Monde

La revanche des dieux volcaniques

Temps de lecture : 3 min

L'éruption du Eyjafjöll ne sera pas sans conséquences économiques mais aussi politiques pour l'Europe.

Saviez-vous que les cendres volcaniques peuvent faire s'écraser les avions? Moi, non. Pas plus que je ne savais qu'il existait en Europe des volcans capables de vomir une telle quantité de choses dans l'atmosphère. Mais depuis la semaine dernière, depuis que les aéroports en Grande-Bretagn - puis en Allemagne, en France, en Pologne, en Autriche, en Suisse et en Scandinavie - ont commencé à être fermés à cause des cendres rejetées par le Eyjafjöll, un volcan dont le nom est imprononçable, une armée d'experts est apparue pour expliquer pourquoi des particules de poussière de lave peuvent endommager les réacteurs.

Crise d'expertisme et de mysticisme

Soudain, presque tout le monde semble être devenu un expert. Un ami qui jusque-là n'avait jamais manifesté le moindre intérêt pour la mécanique aérienne m'expliquait au téléphone comment deux avions avaient déjà été endommagés. Un autre donnait une description détaillée du processus scientifique qui fait que les cendres entrent dans le moteur, fondent avec la chaleur et se transforment en pierre - pas vraiment ce qu'on souhaite voir dans un réacteur d'un avion en vol.

D'autres sont même devenus mystiques. Un ami britannique voit tout cela comme «la sentence pour les choses mauvaises que nous avons faites à la terre». Un autre pense que c'est le début de plusieurs années de grande activité volcanique et le début de la fin de la civilisation. Les Polonais, sans surprise, sont frappés par la coïncidence du nuage de cendres et des funérailles de leur président et autres dirigeants morts dans un étrange et triste accident d'avion la semaine dernière. L'éruption du volcan islandais a empêché, entre autres, le président des Etats-Unis d'assister aux obsèques dimanche dernier de Lech Kaczynski à Cracovie. La chancelière allemande Angela Merkel a appelé pour faire part de ses condoléances par téléphone tandis qu'elle rentrait péniblement en voiture d'Italie.

Même si cela est troublant, je comprends pourquoi certains veulent des explications scientifiques à ce phénomène improbable et d'autres y voient la revanche des dieux volcaniques. Je vis en Pologne et j'ai donc passé les derniers jours à assister à des funérailles et des enterrements, écoutant des personnes tenter de donner un sens à une tragédie aérienne parfaitement banale. Ce nuage de poussière n'est pas comparable à cette tragédie.

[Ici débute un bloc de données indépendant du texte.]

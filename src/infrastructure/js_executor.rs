//! JS 执行器 - 基础设施层
//!
//! 持有一个 page 资源，只暴露"执行 JS"的能力

use std::time::Duration;

use chromiumoxide::Page;
use serde_json::Value as JsonValue;

use crate::error::{AcquisitionError, AppResult};

/// JS 执行器
///
/// 职责：
/// - 持有 Page 资源
/// - 暴露 eval() 能力
/// - 不认识模块 / 请求描述
pub struct JsExecutor {
    page: Page,
}

impl JsExecutor {
    /// 创建新的 JS 执行器
    pub fn new(page: Page) -> Self {
        Self { page }
    }

    /// 获取 page 的引用（用于其他操作）
    pub fn page(&self) -> &Page {
        &self.page
    }

    /// 取回 page 的所有权（用于关闭页面）
    pub fn into_page(self) -> Page {
        self.page
    }

    /// 执行 JS 代码并返回 JSON 结果
    ///
    /// Promise 会被等待，返回值按值传回
    pub async fn eval(&self, js_code: impl Into<String>) -> AppResult<JsonValue> {
        let result = self.page.evaluate(js_code.into()).await?;
        let json_value = result
            .into_value()
            .map_err(|e| AcquisitionError::Cdp { source: Box::new(e) })?;
        Ok(json_value)
    }

    /// 带超时执行 JS 代码
    pub async fn eval_timeout(
        &self,
        js_code: impl Into<String>,
        timeout: Duration,
    ) -> AppResult<JsonValue> {
        match tokio::time::timeout(timeout, self.eval(js_code)).await {
            Ok(result) => result,
            Err(_) => Err(AcquisitionError::Timeout {
                what: "页面脚本".to_string(),
                secs: timeout.as_secs(),
            }
            .into()),
        }
    }
}
pub mod http_fetcher;
pub mod js_executor;
pub mod sandbox;

pub use http_fetcher::{ApiFetcher, HttpFetcher};
pub use js_executor::JsExecutor;
pub use sandbox::{ConsoleLine, Sandbox, SandboxLimits};
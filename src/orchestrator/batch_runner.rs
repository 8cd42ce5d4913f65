//! 批量模块运行器 - 编排层
//!
//! 按顺序逐个运行模块目录中的模块，单个模块失败只记录，不影响后续模块。

use tracing::debug;

use crate::config::BatchSeedMode;
use crate::error::{AppError, Stage};
use crate::events::{EventSink, PipelineEvent};
use crate::models::{load_module, ModuleCatalog, ModuleKind};
use crate::workflow::{PaginationDriver, PaginationPolicy, Seed};

/// 失败的模块
#[derive(Debug, Clone)]
pub struct FailedModule {
    pub module: String,
    pub stage: Option<Stage>,
    pub error: String,
}

/// 一次运行的统计
#[derive(Debug, Clone, Default)]
pub struct RunSummary {
    /// 模块总数
    pub total: usize,
    /// 成功的模块数
    pub succeeded: usize,
    /// 获取到的结果页数
    pub pages: usize,
    /// 失败的模块
    pub failed: Vec<FailedModule>,
}

impl RunSummary {
    pub fn is_success(&self) -> bool {
        self.failed.is_empty()
    }

    fn record_failure(&mut self, sink: &dyn EventSink, module: &str, error: &AppError) {
        let stage = error.stage();
        let message = error.root().to_string();
        sink.emit(PipelineEvent::ModuleFailed {
            module: module.to_string(),
            stage,
            error: message.clone(),
        });
        self.failed.push(FailedModule {
            module: module.to_string(),
            stage,
            error: message,
        });
    }
}

/// 批量运行器
pub struct BatchRunner<'a> {
    driver: PaginationDriver<'a>,
    sink: &'a dyn EventSink,
    max_pages: usize,
}

impl<'a> BatchRunner<'a> {
    pub fn new(driver: PaginationDriver<'a>, sink: &'a dyn EventSink, max_pages: usize) -> Self {
        Self {
            driver,
            sink,
            max_pages,
        }
    }

    /// 测试模式：对每个模块获取内容并提取结果
    ///
    /// `target` 在 Search 中是查询词，在 Info / Media 中是种子 URL
    pub async fn run_test(
        &self,
        catalog: &ModuleCatalog,
        target: &str,
        seed_mode: BatchSeedMode,
    ) -> RunSummary {
        let mut summary = RunSummary::default();
        let chained = seed_mode == BatchSeedMode::Chained && catalog.kind().is_batch();
        let policy = if chained {
            PaginationPolicy::single_page()
        } else {
            PaginationPolicy::follow(self.max_pages)
        };
        let mut carried: Option<String> = None;

        for path in catalog.iter() {
            summary.total += 1;

            let module = match load_module(path).await {
                Ok(module) => module,
                Err(e) => {
                    summary.record_failure(self.sink, &path.display().to_string(), &e);
                    carried = None;
                    continue;
                }
            };

            let seed = match catalog.kind() {
                ModuleKind::Search => Seed::Query(target.to_string()),
                ModuleKind::Info | ModuleKind::Media => {
                    Seed::Url(carried.take().unwrap_or_else(|| target.to_string()))
                }
            };
            debug!("{} 的起始: {:?}", module.name, seed);

            match self.driver.run(&module, &seed, policy).await {
                Ok(run) => {
                    summary.succeeded += 1;
                    summary.pages += run.results.len();
                    if chained {
                        carried = run.last_next_url().map(str::to_string);
                    }
                }
                Err(e) => summary.record_failure(self.sink, &module.name, &e),
            }
        }

        summary
    }

    /// 构建模式：离线检查每个模块（拆分、入口检查、请求求值），不访问网络
    pub async fn run_build(&self, catalog: &ModuleCatalog) -> RunSummary {
        let mut summary = RunSummary::default();

        for path in catalog.iter() {
            summary.total += 1;

            let module = match load_module(path).await {
                Ok(module) => module,
                Err(e) => {
                    summary.record_failure(self.sink, &path.display().to_string(), &e);
                    continue;
                }
            };

            match self.driver.prepare(&module).await {
                Ok(prepared) => {
                    summary.succeeded += 1;
                    self.sink.emit(PipelineEvent::ModuleChecked {
                        module: prepared.name,
                        uses_api: prepared.spec.uses_api(),
                        url_template: prepared.spec.request_url().map(str::to_string),
                    });
                }
                Err(e) => summary.record_failure(self.sink, &module.name, &e),
            }
        }

        summary
    }
}
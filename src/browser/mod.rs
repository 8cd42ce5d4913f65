//! 浏览器层
//!
//! `PageRenderer` 负责创建页面，`RenderedPage` 是一个已载入内容的页面。
//! 两个 trait 把流水线和 chromiumoxide 隔开，测试中可以替换为内存实现。

pub mod connection;
pub mod headless;
pub mod renderer;

use std::time::Duration;

use async_trait::async_trait;
use serde_json::Value as JsonValue;

use crate::error::AppResult;

pub use connection::connect_to_browser;
pub use headless::launch_headless_browser;
pub use renderer::{BrowserOptions, ChromiumRenderer};

/// 页面创建能力
#[async_trait]
pub trait PageRenderer: Send + Sync {
    /// 禁用脚本后导航到 URL，载入完成后重新启用脚本
    async fn open_url(&self, url: &str) -> AppResult<Box<dyn RenderedPage>>;

    /// 禁用脚本后载入一段 HTML，载入完成后重新启用脚本
    ///
    /// 不产生任何导航
    async fn open_html(&self, html: &str) -> AppResult<Box<dyn RenderedPage>>;

    /// 关闭浏览器
    async fn shutdown(&self) -> AppResult<()>;
}

/// 一个已载入内容的页面
#[async_trait]
pub trait RenderedPage: Send + Sync {
    /// 以 `<script src>` 方式加载外部脚本，等待加载完成
    async fn add_script_url(&self, url: &str) -> AppResult<()>;

    /// 在页面中执行脚本，返回 JSON 值
    async fn evaluate(&self, script: &str, timeout: Duration) -> AppResult<JsonValue>;

    /// 当前页面的 HTML
    async fn html(&self) -> AppResult<String>;

    /// 关闭页面
    async fn close(self: Box<Self>) -> AppResult<()>;
}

Néanmoins, l'éruption du Eyjafjöll peut se poursuivre jusqu'à la semaine prochaine, jusqu'au mois prochain ou jusqu'à l'année prochaine. Cela ferait de ce volcan l'un de ces évènements naturels inexplicables qui, comme les tremblements de terre et les tsunamis, bouleversent l'environnement économique et politique de toute une région. Pas étonnant, si soudain nous ressentons le besoin de nous plonger dans la signification scientifique et mystique des vents, du magma et de la poussière.

D'ores et déjà, les évènements des derniers jours nous ont révélé que nous dépendions bien plus du transport aérien et pour bien plus de choses que nous l'imaginions. Des choses comme les fruits frais dans les supermarchés et les fleurs. Des choses comme les concerts symphoniques, les matchs de football professionnels et les relations internationales.

Qui a dit que l'Europe n'était pas mobile?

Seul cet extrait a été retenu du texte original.